$JMIA | First on the Scene, Aiming for 5x-10x BaggerNYSE:JMIA
Jumia, often referred to as the "Amazon of Africa," presents a unique opportunity for long-term investors to tap into the rapidly expanding e-commerce landscape in Africa. Our analyst, Shay Boloor, was one of the first analysts to recognize its potential, and while the company has faced challenges, the long-term thesis remains intact. We have been scaling into position between $3.50 and $4.50 as well as adding Jan 2026 $5 Calls. Trading under $5, this is a steal for investors willing to endure the volatility that comes with small caps in an emerging market. For those with patience, the reward could be substantial, with the potential for a 5-10x return over the next five years.

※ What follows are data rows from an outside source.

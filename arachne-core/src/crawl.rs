use arachne_scanner::{CrawlConfig, CrawlResult, Crawler};
use indicatif::{ProgressBar, ProgressStyle};
use std::sync::Arc;
use std::sync::atomic::AtomicBool;
use std::time::Duration;
use url::Url;

/// Options for configuring a crawl operation
pub struct CrawlOptions {
    /// Seeds, crawled one after another, each as its own target.
    pub urls: Vec<String>,
    pub config: CrawlConfig,
    pub show_progress_bars: bool,
    pub stop_flag: Option<Arc<AtomicBool>>,
}

/// Callback for reporting crawl progress
pub type CrawlProgressCallback = Arc<dyn Fn(String) + Send + Sync>;

/// Extract the path component from a URL
pub fn extract_url_path(url: &str) -> String {
    Url::parse(url)
        .ok()
        .map(|u| {
            let path = u.path().to_string();
            if path.is_empty() || path == "/" {
                "/".to_string()
            } else {
                path
            }
        })
        .unwrap_or_else(|| url.to_string())
}

/// Execute a crawl with the given options.
/// A target that cannot be crawled is reported through the callback and
/// skipped; the call only fails when no target produced a result.
pub async fn execute_crawl(
    options: CrawlOptions,
    progress_callback: Option<CrawlProgressCallback>,
) -> Result<Vec<CrawlResult>, String> {
    let CrawlOptions {
        urls,
        config,
        show_progress_bars,
        stop_flag,
    } = options;

    let max_pages = config.max_pages;

    let progress_bar = if show_progress_bars {
        let pb = ProgressBar::new_spinner();
        pb.set_style(
            ProgressStyle::default_spinner()
                .template("{spinner:.cyan} {msg}")
                .unwrap_or_else(|_| ProgressStyle::default_spinner()),
        );
        pb.enable_steady_tick(Duration::from_millis(100));
        pb.set_message("Starting crawl...");
        Some(Arc::new(pb))
    } else {
        None
    };

    let mut crawler = Crawler::with_config(config);
    if let Some(ref pb) = progress_bar {
        let pb_clone = pb.clone();
        crawler = crawler.with_progress_callback(Arc::new(move |count: usize, url: String| {
            pb_clone.set_message(format!(
                "Crawling... [{}/{}] {}",
                count,
                max_pages,
                extract_url_path(&url)
            ));
        }));
    }
    if let Some(flag) = stop_flag {
        crawler = crawler.with_stop_flag(flag);
    }

    let mut all_results = Vec::new();
    let mut errors = Vec::new();

    for (idx, url_str) in urls.iter().enumerate() {
        if let Some(ref callback) = progress_callback
            && urls.len() > 1
        {
            callback(format!(
                "Crawling host {}/{}: {}",
                idx + 1,
                urls.len(),
                url_str
            ));
        }

        match crawler.crawl(url_str).await {
            Ok(result) => all_results.push(result),
            Err(e) => {
                if let Some(ref callback) = progress_callback {
                    callback(format!("[!]  Failed to crawl {}: {}", url_str, e));
                }
                errors.push(format!("{}: {}", url_str, e));
            }
        }
    }

    if let Some(ref pb) = progress_bar {
        let total: usize = all_results.iter().map(|r| r.pages_processed).sum();
        pb.finish_with_message(format!("Crawl complete! {} URLs processed", total));
    }

    if all_results.is_empty() && !errors.is_empty() {
        return Err(errors.join("; "));
    }

    Ok(all_results)
}
use crate::error::Result;
use crate::result::EmailFinding;
use regex::Regex;
use std::collections::HashSet;
use std::sync::LazyLock;

const MAX_PER_PAGE: usize = 10;

static EMAIL_REGEX: LazyLock<Regex> = LazyLock::new(|| {
    Regex::new(r"[a-zA-Z0-9._%+-]+@[a-zA-Z0-9.-]+\.[a-zA-Z]{2,}")
        .expect("hardcoded regex pattern is valid")
});

/// Unique addresses in order of first appearance, at most ten.
pub fn extract_emails(page_url: &str, html: &str) -> Result<Vec<EmailFinding>> {
    let mut seen = HashSet::new();

    Ok(EMAIL_REGEX
        .find_iter(html)
        .map(|m| m.as_str())
        .filter(|email| seen.insert(*email))
        .take(MAX_PER_PAGE)
        .map(|email| EmailFinding {
            email: email.to_string(),
            page: page_url.to_string(),
        })
        .collect())
}
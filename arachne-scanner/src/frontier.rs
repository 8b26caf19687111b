use std::collections::{HashSet, VecDeque};
use tracing::debug;

#[derive(Debug, Clone, PartialEq, Eq)]
pub struct FrontierEntry {
    pub url: String,
    pub depth: usize,
}

/// Breadth-first work queue.
///
/// `queued` holds every URL ever accepted, so a link discovered from several
/// pages before it is processed still lands in the queue only once.
/// `visited` holds the URLs that have been handed out by `dequeue`.
#[derive(Debug)]
pub struct Frontier {
    queue: VecDeque<FrontierEntry>,
    queued: HashSet<String>,
    visited: HashSet<String>,
    max_depth: usize,
}

impl Frontier {
    pub fn new(max_depth: usize) -> Self {
        Self {
            queue: VecDeque::new(),
            queued: HashSet::new(),
            visited: HashSet::new(),
            max_depth,
        }
    }

    /// Returns `true` if the entry was appended.
    pub fn enqueue(&mut self, url: String, depth: usize) -> bool {
        if depth > self.max_depth {
            debug!("Depth {} exceeds max {}, dropping {}", depth, self.max_depth, url);
            return false;
        }
        if self.visited.contains(&url) || !self.queued.insert(url.clone()) {
            return false;
        }

        self.queue.push_back(FrontierEntry { url, depth });
        true
    }

    /// Pops the head and marks it visited. `None` means the frontier is exhausted.
    pub fn dequeue(&mut self) -> Option<FrontierEntry> {
        let entry = self.queue.pop_front()?;
        self.visited.insert(entry.url.clone());
        Some(entry)
    }

    pub fn is_visited(&self, url: &str) -> bool {
        self.visited.contains(url)
    }

    pub fn visited_count(&self) -> usize {
        self.visited.len()
    }

    pub fn len(&self) -> usize {
        self.queue.len()
    }

    pub fn is_empty(&self) -> bool {
        self.queue.is_empty()
    }
}
use crate::config::CrawlConfig;
use crate::error::Result;
use crate::extract::analyze_page;
use crate::fetcher::{FetchedPage, Fetcher};
use crate::frontier::{Frontier, FrontierEntry};
use crate::result::{CrawlResult, PageRecord};
use crate::scope::is_in_scope;
use crate::target::Target;
use chrono::Utc;
use serde::{Deserialize, Serialize};
use std::sync::Arc;
use std::sync::atomic::{AtomicBool, Ordering};
use std::time::Duration;
use tracing::{debug, info, warn};

/// Called before each fetch with the running count of processed entries and the URL.
pub type ProgressCallback = Arc<dyn Fn(usize, String) + Send + Sync>;

#[derive(Debug, Clone, Copy, PartialEq, Eq, Serialize, Deserialize)]
#[serde(rename_all = "snake_case")]
pub enum CrawlState {
    Idle,
    Running,
    /// Frontier ran dry.
    Exhausted,
    PageLimitReached,
    /// Stop flag was raised; the result is partial.
    Interrupted,
}

impl CrawlState {
    pub fn is_terminal(&self) -> bool {
        matches!(
            self,
            CrawlState::Exhausted | CrawlState::PageLimitReached | CrawlState::Interrupted
        )
    }

    pub fn as_str(&self) -> &'static str {
        match self {
            CrawlState::Idle => "idle",
            CrawlState::Running => "running",
            CrawlState::Exhausted => "exhausted",
            CrawlState::PageLimitReached => "page limit reached",
            CrawlState::Interrupted => "interrupted",
        }
    }
}

/// Single-worker breadth-first crawler. Exactly one fetch is in flight at a time.
pub struct Crawler {
    config: CrawlConfig,
    progress_callback: Option<ProgressCallback>,
    stop_flag: Option<Arc<AtomicBool>>,
}

impl Crawler {
    pub fn new() -> Self {
        Self::with_config(CrawlConfig::default())
    }

    pub fn with_config(config: CrawlConfig) -> Self {
        Self {
            config,
            progress_callback: None,
            stop_flag: None,
        }
    }

    pub fn with_max_pages(mut self, max_pages: usize) -> Self {
        self.config.max_pages = max_pages;
        self
    }

    pub fn with_max_depth(mut self, depth: usize) -> Self {
        self.config.max_depth = depth;
        self
    }

    pub fn with_timeout(mut self, timeout: Duration) -> Self {
        self.config.timeout = timeout;
        self
    }

    pub fn with_delay(mut self, delay: Duration) -> Self {
        self.config.delay = delay;
        self
    }

    pub fn with_progress_callback(mut self, callback: ProgressCallback) -> Self {
        self.progress_callback = Some(callback);
        self
    }

    /// Checked before every frontier pop; raising it ends the crawl as `Interrupted`.
    pub fn with_stop_flag(mut self, flag: Arc<AtomicBool>) -> Self {
        self.stop_flag = Some(flag);
        self
    }

    pub fn config(&self) -> &CrawlConfig {
        &self.config
    }

    /// Crawl outward from `seed`. Only an unusable seed (or HTTP client setup)
    /// fails; everything that goes wrong per page is absorbed into the result.
    pub async fn crawl(&self, seed: &str) -> Result<CrawlResult> {
        let target = Target::parse(seed)?;
        // dropped on every exit path, which closes the pool
        let fetcher = Fetcher::new(&self.config)?;

        info!(
            "Starting crawl of {} (max pages {}, max depth {})",
            target.as_str(),
            self.config.max_pages,
            self.config.max_depth
        );

        let mut frontier = Frontier::new(self.config.max_depth);
        frontier.enqueue(target.as_str().to_string(), 0);

        let mut result = CrawlResult::new(target.as_str().to_string());
        result.state = CrawlState::Running;

        let final_state = loop {
            if self.stop_requested() {
                break CrawlState::Interrupted;
            }
            if frontier.is_empty() {
                break CrawlState::Exhausted;
            }
            if result.pages_processed >= self.config.max_pages {
                break CrawlState::PageLimitReached;
            }
            let Some(entry) = frontier.dequeue() else {
                break CrawlState::Exhausted;
            };

            if result.pages_processed > 0 && !self.config.delay.is_zero() {
                tokio::time::sleep(self.config.delay).await;
            }

            result.pages_processed += 1;
            if let Some(ref callback) = self.progress_callback {
                callback(result.pages_processed, entry.url.clone());
            }

            match fetcher.fetch(&entry.url).await {
                Ok(page) => self.process_page(&target, &mut frontier, &mut result, entry, page),
                Err(e) => {
                    warn!("Skipping {}: {}", entry.url, e);
                    result.record_fetch_failure();
                }
            }
        };

        result.finish(final_state);
        info!(
            "Crawl of {} finished ({}): {} pages, {} fetch failures, {} visited",
            target.as_str(),
            final_state.as_str(),
            result.pages.len(),
            result.fetch_failures,
            frontier.visited_count()
        );

        Ok(result)
    }

    fn stop_requested(&self) -> bool {
        self.stop_flag
            .as_ref()
            .is_some_and(|flag| flag.load(Ordering::Relaxed))
    }

    fn process_page(
        &self,
        target: &Target,
        frontier: &mut Frontier,
        result: &mut CrawlResult,
        entry: FrontierEntry,
        page: FetchedPage,
    ) {
        let mut analysis = analyze_page(target, &entry.url, &page.body);
        let links = std::mem::take(&mut analysis.links);

        let record = PageRecord {
            id: PageRecord::page_id(&entry.url),
            url: entry.url.clone(),
            final_url: page.final_url,
            status_code: page.status,
            depth: entry.depth,
            title: analysis.title.clone(),
            links_count: analysis.links_count,
            forms_count: analysis.forms_count,
            secrets_found: analysis.secrets.len(),
            timestamp: Utc::now(),
        };
        result.record_page(record, analysis);

        if entry.depth >= self.config.max_depth {
            return;
        }

        let mut queued = 0;
        for link in links {
            if !is_in_scope(target, &link) {
                debug!("  -> Out of scope: {}", link);
                continue;
            }
            if frontier.enqueue(link, entry.depth + 1) {
                queued += 1;
            }
        }
        debug!("Queued {} new URLs from {}", queued, entry.url);
    }
}

impl Default for Crawler {
    fn default() -> Self {
        Self::new()
    }
}
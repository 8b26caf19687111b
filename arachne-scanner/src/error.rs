use thiserror::Error;

#[derive(Error, Debug)]
pub enum ScanError {
    #[error("HTTP request failed: {0}")]
    HttpError(#[from] reqwest::Error),

    #[error("Invalid URL: {0}")]
    InvalidUrl(String),

    #[error("Unexpected status {status} for {url}")]
    UnexpectedStatus { url: String, status: u16 },

    #[error("Parse error: {0}")]
    ParseError(String),

    #[error("IO error: {0}")]
    IoError(#[from] std::io::Error),

    #[error("Other error: {0}")]
    Other(String),
}

impl From<url::ParseError> for ScanError {
    fn from(e: url::ParseError) -> Self {
        ScanError::ParseError(e.to_string())
    }
}

pub type Result<T> = std::result::Result<T, ScanError>;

Key Strengths and the Opportunity:
Capital Strength: Jumia has raised $200 million in capital, significantly reducing solvency risk, which now stands at near zero. This financial cushion provides the company with the flexibility needed to continue its strategic growth.
Long-Term Play: The stock might take time to reflect its true value as the narrative shift, much like we saw with companies like Snowflake and Unity Software, unfolds. Jumia's expansion will need time, but the thesis remains unchanged.
Small Position Allocation: Due to the inherent volatility of small caps, Jumia is a small position. However, it offers massive upside potential for those who can ride out the short-term fluctuations.
Market Context and Timing: We are currently in a phase of seasonal market weakness, where investors shift focus toward large-cap, defensive stocks. This shift makes small caps like Jumia more volatile and higher-risk in the near term. However, for the long-term investor, this is the moment to accumulate a position while others stay on the sidelines.
Range to Watch:
$5.40 to $14: This initial range represents the next key resistance levels as Jumia works its way up.
$14 to $21: Liquidity zone where price can move quickly.
Above $21: Should the stock break above this level, expect significant movement with liquidity zones extending to $27, $33, and potentially $40+.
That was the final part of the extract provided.